___ Supplied material

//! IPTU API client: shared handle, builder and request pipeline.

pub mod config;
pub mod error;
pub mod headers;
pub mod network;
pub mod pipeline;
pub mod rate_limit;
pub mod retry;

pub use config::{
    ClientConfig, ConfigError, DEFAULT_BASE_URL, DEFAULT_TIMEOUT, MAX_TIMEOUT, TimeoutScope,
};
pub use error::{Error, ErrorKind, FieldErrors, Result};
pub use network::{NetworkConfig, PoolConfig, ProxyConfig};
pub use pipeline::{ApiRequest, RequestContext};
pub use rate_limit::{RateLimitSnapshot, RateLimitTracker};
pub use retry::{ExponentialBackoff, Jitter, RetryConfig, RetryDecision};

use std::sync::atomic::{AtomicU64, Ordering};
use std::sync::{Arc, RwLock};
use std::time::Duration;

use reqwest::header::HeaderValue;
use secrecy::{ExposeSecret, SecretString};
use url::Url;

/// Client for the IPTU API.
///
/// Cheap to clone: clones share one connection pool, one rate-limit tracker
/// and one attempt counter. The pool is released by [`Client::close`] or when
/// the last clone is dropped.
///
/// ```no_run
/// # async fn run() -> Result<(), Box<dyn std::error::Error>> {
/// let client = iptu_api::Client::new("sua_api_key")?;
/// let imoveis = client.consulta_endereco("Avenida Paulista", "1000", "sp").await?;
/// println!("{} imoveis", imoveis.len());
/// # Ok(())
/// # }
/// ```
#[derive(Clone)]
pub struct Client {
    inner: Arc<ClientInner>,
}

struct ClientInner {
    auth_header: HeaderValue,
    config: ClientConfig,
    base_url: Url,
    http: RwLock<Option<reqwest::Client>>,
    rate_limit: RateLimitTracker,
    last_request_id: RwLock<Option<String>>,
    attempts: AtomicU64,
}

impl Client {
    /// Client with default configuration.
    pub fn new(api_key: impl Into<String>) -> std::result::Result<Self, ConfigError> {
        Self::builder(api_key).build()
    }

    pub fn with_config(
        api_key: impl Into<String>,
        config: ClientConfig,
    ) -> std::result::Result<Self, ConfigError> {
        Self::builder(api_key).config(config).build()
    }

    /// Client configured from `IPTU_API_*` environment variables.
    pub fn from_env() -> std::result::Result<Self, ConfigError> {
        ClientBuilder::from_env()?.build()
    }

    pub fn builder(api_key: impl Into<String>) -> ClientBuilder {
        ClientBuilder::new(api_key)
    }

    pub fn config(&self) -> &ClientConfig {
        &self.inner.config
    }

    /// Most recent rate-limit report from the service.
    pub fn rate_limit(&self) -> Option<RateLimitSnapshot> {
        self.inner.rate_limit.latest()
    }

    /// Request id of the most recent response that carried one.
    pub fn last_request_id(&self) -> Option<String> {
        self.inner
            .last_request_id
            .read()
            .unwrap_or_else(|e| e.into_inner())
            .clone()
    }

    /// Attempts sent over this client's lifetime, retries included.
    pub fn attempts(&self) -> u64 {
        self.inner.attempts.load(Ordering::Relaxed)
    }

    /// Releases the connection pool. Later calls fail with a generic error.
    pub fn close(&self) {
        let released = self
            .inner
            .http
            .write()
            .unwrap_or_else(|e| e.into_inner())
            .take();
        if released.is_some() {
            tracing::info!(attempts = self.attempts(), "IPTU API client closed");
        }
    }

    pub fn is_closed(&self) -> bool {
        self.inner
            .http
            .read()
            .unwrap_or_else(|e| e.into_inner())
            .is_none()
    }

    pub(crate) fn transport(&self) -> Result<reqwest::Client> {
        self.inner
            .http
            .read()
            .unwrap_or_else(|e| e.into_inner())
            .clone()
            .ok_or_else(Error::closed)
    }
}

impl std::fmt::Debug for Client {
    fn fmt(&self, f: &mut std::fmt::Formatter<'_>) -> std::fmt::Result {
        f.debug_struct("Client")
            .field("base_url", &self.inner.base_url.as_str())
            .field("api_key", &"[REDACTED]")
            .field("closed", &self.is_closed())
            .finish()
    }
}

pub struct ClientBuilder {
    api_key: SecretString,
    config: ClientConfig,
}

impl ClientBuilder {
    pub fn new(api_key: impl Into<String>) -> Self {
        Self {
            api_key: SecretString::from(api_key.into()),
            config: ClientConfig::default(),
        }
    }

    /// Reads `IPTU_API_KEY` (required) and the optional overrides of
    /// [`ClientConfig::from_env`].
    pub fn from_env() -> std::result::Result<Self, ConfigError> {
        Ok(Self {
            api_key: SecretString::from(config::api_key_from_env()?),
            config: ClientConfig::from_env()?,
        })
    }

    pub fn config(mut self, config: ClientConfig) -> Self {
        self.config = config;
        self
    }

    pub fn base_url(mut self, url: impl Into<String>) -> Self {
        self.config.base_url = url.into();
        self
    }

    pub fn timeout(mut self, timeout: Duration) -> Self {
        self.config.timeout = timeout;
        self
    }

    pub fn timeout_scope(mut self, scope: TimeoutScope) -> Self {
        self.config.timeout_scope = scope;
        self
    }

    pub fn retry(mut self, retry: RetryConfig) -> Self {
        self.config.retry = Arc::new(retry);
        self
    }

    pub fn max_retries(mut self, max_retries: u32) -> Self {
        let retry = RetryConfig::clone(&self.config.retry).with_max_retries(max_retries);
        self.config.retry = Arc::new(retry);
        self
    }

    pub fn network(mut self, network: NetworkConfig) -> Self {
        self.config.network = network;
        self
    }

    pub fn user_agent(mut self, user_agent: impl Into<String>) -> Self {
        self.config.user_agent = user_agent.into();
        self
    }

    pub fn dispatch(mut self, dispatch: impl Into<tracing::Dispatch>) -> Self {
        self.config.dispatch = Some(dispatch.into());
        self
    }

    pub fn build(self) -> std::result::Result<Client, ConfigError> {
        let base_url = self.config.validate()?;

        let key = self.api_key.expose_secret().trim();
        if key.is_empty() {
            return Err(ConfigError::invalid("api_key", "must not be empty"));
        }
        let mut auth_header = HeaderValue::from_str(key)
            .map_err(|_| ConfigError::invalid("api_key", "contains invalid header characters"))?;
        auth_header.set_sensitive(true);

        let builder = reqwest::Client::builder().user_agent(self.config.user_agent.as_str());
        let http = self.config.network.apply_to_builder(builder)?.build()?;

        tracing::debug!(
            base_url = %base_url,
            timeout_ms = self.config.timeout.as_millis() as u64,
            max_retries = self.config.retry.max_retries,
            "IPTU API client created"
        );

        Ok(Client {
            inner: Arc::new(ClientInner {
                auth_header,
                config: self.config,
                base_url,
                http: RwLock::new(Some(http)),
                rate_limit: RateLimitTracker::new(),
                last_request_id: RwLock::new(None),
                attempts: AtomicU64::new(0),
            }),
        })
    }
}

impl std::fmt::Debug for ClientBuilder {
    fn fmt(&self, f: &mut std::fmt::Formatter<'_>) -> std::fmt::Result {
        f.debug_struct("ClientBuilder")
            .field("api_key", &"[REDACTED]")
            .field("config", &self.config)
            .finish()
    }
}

______
___ Supplied material

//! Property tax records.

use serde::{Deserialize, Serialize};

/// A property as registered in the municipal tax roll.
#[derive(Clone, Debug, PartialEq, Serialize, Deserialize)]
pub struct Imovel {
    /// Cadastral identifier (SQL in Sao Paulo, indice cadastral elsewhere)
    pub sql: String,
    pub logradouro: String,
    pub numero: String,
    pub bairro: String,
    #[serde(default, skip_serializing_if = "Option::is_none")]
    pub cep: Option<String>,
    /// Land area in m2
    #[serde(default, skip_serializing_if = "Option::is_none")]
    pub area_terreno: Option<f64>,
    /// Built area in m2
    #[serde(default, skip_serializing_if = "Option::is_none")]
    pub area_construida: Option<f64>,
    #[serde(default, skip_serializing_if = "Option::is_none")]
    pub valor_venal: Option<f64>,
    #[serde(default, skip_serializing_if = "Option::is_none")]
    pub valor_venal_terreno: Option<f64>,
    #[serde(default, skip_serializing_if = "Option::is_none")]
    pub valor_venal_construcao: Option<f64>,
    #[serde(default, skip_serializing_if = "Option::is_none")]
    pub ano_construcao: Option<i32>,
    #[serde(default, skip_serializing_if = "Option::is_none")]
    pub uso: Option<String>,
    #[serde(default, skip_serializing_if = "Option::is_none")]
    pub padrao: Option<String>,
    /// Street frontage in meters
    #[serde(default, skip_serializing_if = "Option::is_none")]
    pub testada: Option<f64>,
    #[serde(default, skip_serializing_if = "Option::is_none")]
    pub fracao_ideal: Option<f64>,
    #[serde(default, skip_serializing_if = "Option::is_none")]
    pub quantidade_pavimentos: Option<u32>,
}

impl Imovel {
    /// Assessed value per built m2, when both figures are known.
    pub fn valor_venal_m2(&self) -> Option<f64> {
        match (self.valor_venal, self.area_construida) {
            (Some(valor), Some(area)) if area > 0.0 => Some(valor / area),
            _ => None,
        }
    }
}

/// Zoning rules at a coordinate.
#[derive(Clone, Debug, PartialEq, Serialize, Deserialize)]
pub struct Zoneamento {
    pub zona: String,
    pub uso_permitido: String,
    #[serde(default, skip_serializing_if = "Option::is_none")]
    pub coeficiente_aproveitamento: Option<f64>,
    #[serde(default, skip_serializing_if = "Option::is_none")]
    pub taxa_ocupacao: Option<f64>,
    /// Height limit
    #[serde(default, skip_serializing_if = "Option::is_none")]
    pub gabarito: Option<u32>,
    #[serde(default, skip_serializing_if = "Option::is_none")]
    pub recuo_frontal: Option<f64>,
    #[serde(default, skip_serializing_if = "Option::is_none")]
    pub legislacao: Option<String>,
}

______

▶ _Problem description_
From the data above, output only the lines between the line containing "and request pipeline." and the line containing "with default configuration.", inclusive, exactly as written.

▶ _Response below_
//! IPTU API client: shared handle, builder and request pipeline.

pub mod config;
pub mod error;
pub mod headers;
pub mod network;
pub mod pipeline;
pub mod rate_limit;
pub mod retry;

pub use config::{
    ClientConfig, ConfigError, DEFAULT_BASE_URL, DEFAULT_TIMEOUT, MAX_TIMEOUT, TimeoutScope,
};
pub use error::{Error, ErrorKind, FieldErrors, Result};
pub use network::{NetworkConfig, PoolConfig, ProxyConfig};
pub use pipeline::{ApiRequest, RequestContext};
pub use rate_limit::{RateLimitSnapshot, RateLimitTracker};
pub use retry::{ExponentialBackoff, Jitter, RetryConfig, RetryDecision};

use std::sync::atomic::{AtomicU64, Ordering};
use std::sync::{Arc, RwLock};
use std::time::Duration;

use reqwest::header::HeaderValue;
use secrecy::{ExposeSecret, SecretString};
use url::Url;

/// Client for the IPTU API.
///
/// Cheap to clone: clones share one connection pool, one rate-limit tracker
/// and one attempt counter. The pool is released by [`Client::close`] or when
/// the last clone is dropped.
///
/// ```no_run
/// # async fn run() -> Result<(), Box<dyn std::error::Error>> {
/// let client = iptu_api::Client::new("sua_api_key")?;
/// let imoveis = client.consulta_endereco("Avenida Paulista", "1000", "sp").await?;
/// println!("{} imoveis", imoveis.len());
/// # Ok(())
/// # }
/// ```
#[derive(Clone)]
pub struct Client {
    inner: Arc<ClientInner>,
}

struct ClientInner {
    auth_header: HeaderValue,
    config: ClientConfig,
    base_url: Url,
    http: RwLock<Option<reqwest::Client>>,
    rate_limit: RateLimitTracker,
    last_request_id: RwLock<Option<String>>,
    attempts: AtomicU64,
}

impl Client {
    /// Client with default configuration.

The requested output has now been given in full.